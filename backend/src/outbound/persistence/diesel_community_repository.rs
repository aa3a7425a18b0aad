//! PostgreSQL-backed `CommunityRepository`.
//!
//! Response inserts and deletes adjust `posts.response_count` in the same
//! transaction. The post row is locked first so concurrent answers to one
//! post serialise on it.

use async_trait::async_trait;
use diesel::dsl::count_star;
use diesel::prelude::*;
use diesel_async::scoped_futures::ScopedFutureExt as _;
use diesel_async::{AsyncConnection as _, RunQueryDsl};
use uuid::Uuid;

use crate::domain::ports::{
    AcceptanceChange, CommunityRepository, CommunityRepositoryError, ResponseRemoval,
};
use crate::domain::{
    CountReconciliation, Post, PostFilter, PostId, Resolution, Response, ResponseId,
    Verification,
};

use super::diesel_basic_error_mapping::{
    collect_rows, map_basic_diesel_error, map_basic_pool_error,
};
use super::models::{
    NewPostRow, NewResponseRow, PostRow, ResponseRow, count_from_db, count_star_to_u32,
    count_to_db,
};
use super::pool::{DbPool, PoolError};
use super::schema::{posts, responses};

/// Diesel-backed implementation of the community repository port.
#[derive(Clone)]
pub struct DieselCommunityRepository {
    pool: DbPool,
}

impl DieselCommunityRepository {
    pub fn new(pool: DbPool) -> Self {
        Self { pool }
    }
}

fn map_pool_error(error: PoolError) -> CommunityRepositoryError {
    map_basic_pool_error(error, CommunityRepositoryError::connection)
}

fn map_diesel_error(error: diesel::result::Error) -> CommunityRepositoryError {
    map_basic_diesel_error(
        error,
        CommunityRepositoryError::query,
        CommunityRepositoryError::connection,
    )
}

fn to_post(row: PostRow) -> Result<Post, CommunityRepositoryError> {
    Post::try_from(row).map_err(CommunityRepositoryError::query)
}

fn lock_post(
    post_id: Uuid,
) -> diesel::dsl::Filter<posts::table, diesel::dsl::Eq<posts::id, Uuid>> {
    posts::table.filter(posts::id.eq(post_id))
}

#[async_trait]
impl CommunityRepository for DieselCommunityRepository {
    async fn insert_post(&self, post: &Post) -> Result<(), CommunityRepositoryError> {
        let mut conn = self.pool.get().await.map_err(map_pool_error)?;
        diesel::insert_into(posts::table)
            .values(NewPostRow::from(post))
            .execute(&mut conn)
            .await
            .map(|_| ())
            .map_err(map_diesel_error)
    }

    async fn find_post(&self, id: &PostId) -> Result<Option<Post>, CommunityRepositoryError> {
        let mut conn = self.pool.get().await.map_err(map_pool_error)?;
        let row = lock_post(*id.as_uuid())
            .select(PostRow::as_select())
            .first(&mut conn)
            .await
            .optional()
            .map_err(map_diesel_error)?;
        row.map(to_post).transpose()
    }

    async fn list_posts(&self, filter: &PostFilter) -> Result<Vec<Post>, CommunityRepositoryError> {
        let mut conn = self.pool.get().await.map_err(map_pool_error)?;
        let mut query = posts::table.select(PostRow::as_select()).into_boxed();
        // Text predicates stay in the domain where case folding is defined.
        query = match filter.resolution {
            Resolution::Any => query,
            Resolution::Resolved => query.filter(posts::is_resolved.eq(true)),
            Resolution::Unresolved => query.filter(posts::is_resolved.eq(false)),
        };
        let rows = query.load(&mut conn).await.map_err(map_diesel_error)?;
        collect_rows(rows.into_iter().map(Post::try_from), CommunityRepositoryError::query)
    }

    async fn increment_views(&self, id: &PostId) -> Result<Option<Post>, CommunityRepositoryError> {
        let mut conn = self.pool.get().await.map_err(map_pool_error)?;
        let row = diesel::update(lock_post(*id.as_uuid()))
            .set(posts::view_count.eq(posts::view_count + 1))
            .returning(PostRow::as_returning())
            .get_result(&mut conn)
            .await
            .optional()
            .map_err(map_diesel_error)?;
        row.map(to_post).transpose()
    }

    async fn insert_response(
        &self,
        response: &Response,
    ) -> Result<Option<Post>, CommunityRepositoryError> {
        let mut conn = self.pool.get().await.map_err(map_pool_error)?;
        let post_id = *response.post_id.as_uuid();
        let row = conn
            .transaction::<_, diesel::result::Error, _>(|conn| {
                async move {
                    let Some(post) = diesel::update(lock_post(post_id))
                        .set(posts::response_count.eq(posts::response_count + 1))
                        .returning(PostRow::as_returning())
                        .get_result(conn)
                        .await
                        .optional()?
                    else {
                        return Ok(None);
                    };
                    diesel::insert_into(responses::table)
                        .values(NewResponseRow::from(response))
                        .execute(conn)
                        .await?;
                    Ok(Some(post))
                }
                .scope_boxed()
            })
            .await
            .map_err(map_diesel_error)?;
        row.map(to_post).transpose()
    }

    async fn find_response(
        &self,
        id: &ResponseId,
    ) -> Result<Option<Response>, CommunityRepositoryError> {
        let mut conn = self.pool.get().await.map_err(map_pool_error)?;
        let row = responses::table
            .filter(responses::id.eq(id.as_uuid()))
            .select(ResponseRow::as_select())
            .first(&mut conn)
            .await
            .optional()
            .map_err(map_diesel_error)?;
        Ok(row.map(Response::from))
    }

    async fn list_responses(
        &self,
        post_id: &PostId,
    ) -> Result<Vec<Response>, CommunityRepositoryError> {
        let mut conn = self.pool.get().await.map_err(map_pool_error)?;
        let rows: Vec<ResponseRow> = responses::table
            .filter(responses::post_id.eq(post_id.as_uuid()))
            .order((responses::created_at.asc(), responses::id.asc()))
            .select(ResponseRow::as_select())
            .load(&mut conn)
            .await
            .map_err(map_diesel_error)?;
        Ok(rows.into_iter().map(Response::from).collect())
    }

    async fn delete_response(
        &self,
        id: &ResponseId,
    ) -> Result<Option<ResponseRemoval>, CommunityRepositoryError> {
        let mut conn = self.pool.get().await.map_err(map_pool_error)?;
        let response_id = *id.as_uuid();
        let outcome = conn
            .transaction::<_, diesel::result::Error, _>(|conn| {
                async move {
                    let Some(post_id) = responses::table
                        .filter(responses::id.eq(response_id))
                        .select(responses::post_id)
                        .first::<Uuid>(conn)
                        .await
                        .optional()?
                    else {
                        return Ok(None);
                    };
                    let post = lock_post(post_id)
                        .select(PostRow::as_select())
                        .for_update()
                        .first(conn)
                        .await?;
                    diesel::delete(responses::table.filter(responses::id.eq(response_id)))
                        .execute(conn)
                        .await?;

                    let was_accepted = post.accepted_response_id == Some(response_id);
                    let count = post.response_count.saturating_sub(1).max(0);
                    let updated = if was_accepted {
                        diesel::update(lock_post(post_id))
                            .set((
                                posts::response_count.eq(count),
                                posts::accepted_response_id.eq(None::<Uuid>),
                                posts::is_resolved.eq(false),
                            ))
                            .returning(PostRow::as_returning())
                            .get_result(conn)
                            .await?
                    } else {
                        diesel::update(lock_post(post_id))
                            .set(posts::response_count.eq(count))
                            .returning(PostRow::as_returning())
                            .get_result(conn)
                            .await?
                    };
                    Ok(Some((updated, was_accepted)))
                }
                .scope_boxed()
            })
            .await
            .map_err(map_diesel_error)?;

        outcome
            .map(|(row, was_accepted)| {
                to_post(row).map(|post| ResponseRemoval { post, was_accepted })
            })
            .transpose()
    }

    async fn accept_response(
        &self,
        post_id: &PostId,
        response_id: &ResponseId,
    ) -> Result<Option<AcceptanceChange>, CommunityRepositoryError> {
        let mut conn = self.pool.get().await.map_err(map_pool_error)?;
        let post_id = *post_id.as_uuid();
        let response_id = *response_id.as_uuid();
        let outcome = conn
            .transaction::<_, diesel::result::Error, _>(|conn| {
                async move {
                    let Some(previous) = lock_post(post_id)
                        .select(posts::accepted_response_id)
                        .for_update()
                        .first::<Option<Uuid>>(conn)
                        .await
                        .optional()?
                    else {
                        return Ok(None);
                    };
                    let row = diesel::update(lock_post(post_id))
                        .set((
                            posts::accepted_response_id.eq(Some(response_id)),
                            posts::is_resolved.eq(true),
                        ))
                        .returning(PostRow::as_returning())
                        .get_result(conn)
                        .await?;
                    Ok(Some((row, previous)))
                }
                .scope_boxed()
            })
            .await
            .map_err(map_diesel_error)?;

        outcome
            .map(|(row, previous)| {
                to_post(row).map(|post| AcceptanceChange {
                    post,
                    previous: previous.map(ResponseId::from_uuid),
                })
            })
            .transpose()
    }

    async fn set_verification(
        &self,
        id: &ResponseId,
        verification: &Verification,
    ) -> Result<Option<Response>, CommunityRepositoryError> {
        let mut conn = self.pool.get().await.map_err(map_pool_error)?;
        let row = diesel::update(responses::table.filter(responses::id.eq(id.as_uuid())))
            .set((
                responses::is_verified.eq(verification.verified),
                responses::verification_confidence.eq(Some(verification.confidence)),
                responses::verification_reason.eq(verification.reason.as_deref()),
            ))
            .returning(ResponseRow::as_returning())
            .get_result(&mut conn)
            .await
            .optional()
            .map_err(map_diesel_error)?;
        Ok(row.map(Response::from))
    }

    async fn reconcile_response_count(
        &self,
        post_id: &PostId,
    ) -> Result<Option<CountReconciliation>, CommunityRepositoryError> {
        let mut conn = self.pool.get().await.map_err(map_pool_error)?;
        let raw_id = *post_id.as_uuid();
        let counts = conn
            .transaction::<_, diesel::result::Error, _>(|conn| {
                async move {
                    let Some(cached) = lock_post(raw_id)
                        .select(posts::response_count)
                        .for_update()
                        .first::<i32>(conn)
                        .await
                        .optional()?
                    else {
                        return Ok(None);
                    };
                    let actual: i64 = responses::table
                        .filter(responses::post_id.eq(raw_id))
                        .select(count_star())
                        .get_result(conn)
                        .await?;
                    let actual = count_star_to_u32(actual);
                    if i64::from(cached) != i64::from(actual) {
                        diesel::update(lock_post(raw_id))
                            .set(posts::response_count.eq(count_to_db(actual)))
                            .execute(conn)
                            .await?;
                    }
                    Ok(Some((cached, actual)))
                }
                .scope_boxed()
            })
            .await
            .map_err(map_diesel_error)?;

        let Some((cached, actual)) = counts else {
            return Ok(None);
        };
        // A negative cached value is itself drift; report it as zero.
        let cached = count_from_db(cached, "response_count").unwrap_or_default();
        Ok(Some(CountReconciliation {
            post_id: *post_id,
            cached,
            actual,
        }))
    }

    async fn list_post_ids(&self) -> Result<Vec<PostId>, CommunityRepositoryError> {
        let mut conn = self.pool.get().await.map_err(map_pool_error)?;
        let ids: Vec<Uuid> = posts::table
            .select(posts::id)
            .order(posts::created_at.asc())
            .load(&mut conn)
            .await
            .map_err(map_diesel_error)?;
        Ok(ids.into_iter().map(PostId::from_uuid).collect())
    }
}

━━━━━━━━

### [YOUR TASK]
Which lines of the entries above contain the word "PoolError"? Copy each of them.

### [RESULT]
use super::pool::{DbPool, PoolError};
fn map_pool_error(error: PoolError) -> CommunityRepositoryError {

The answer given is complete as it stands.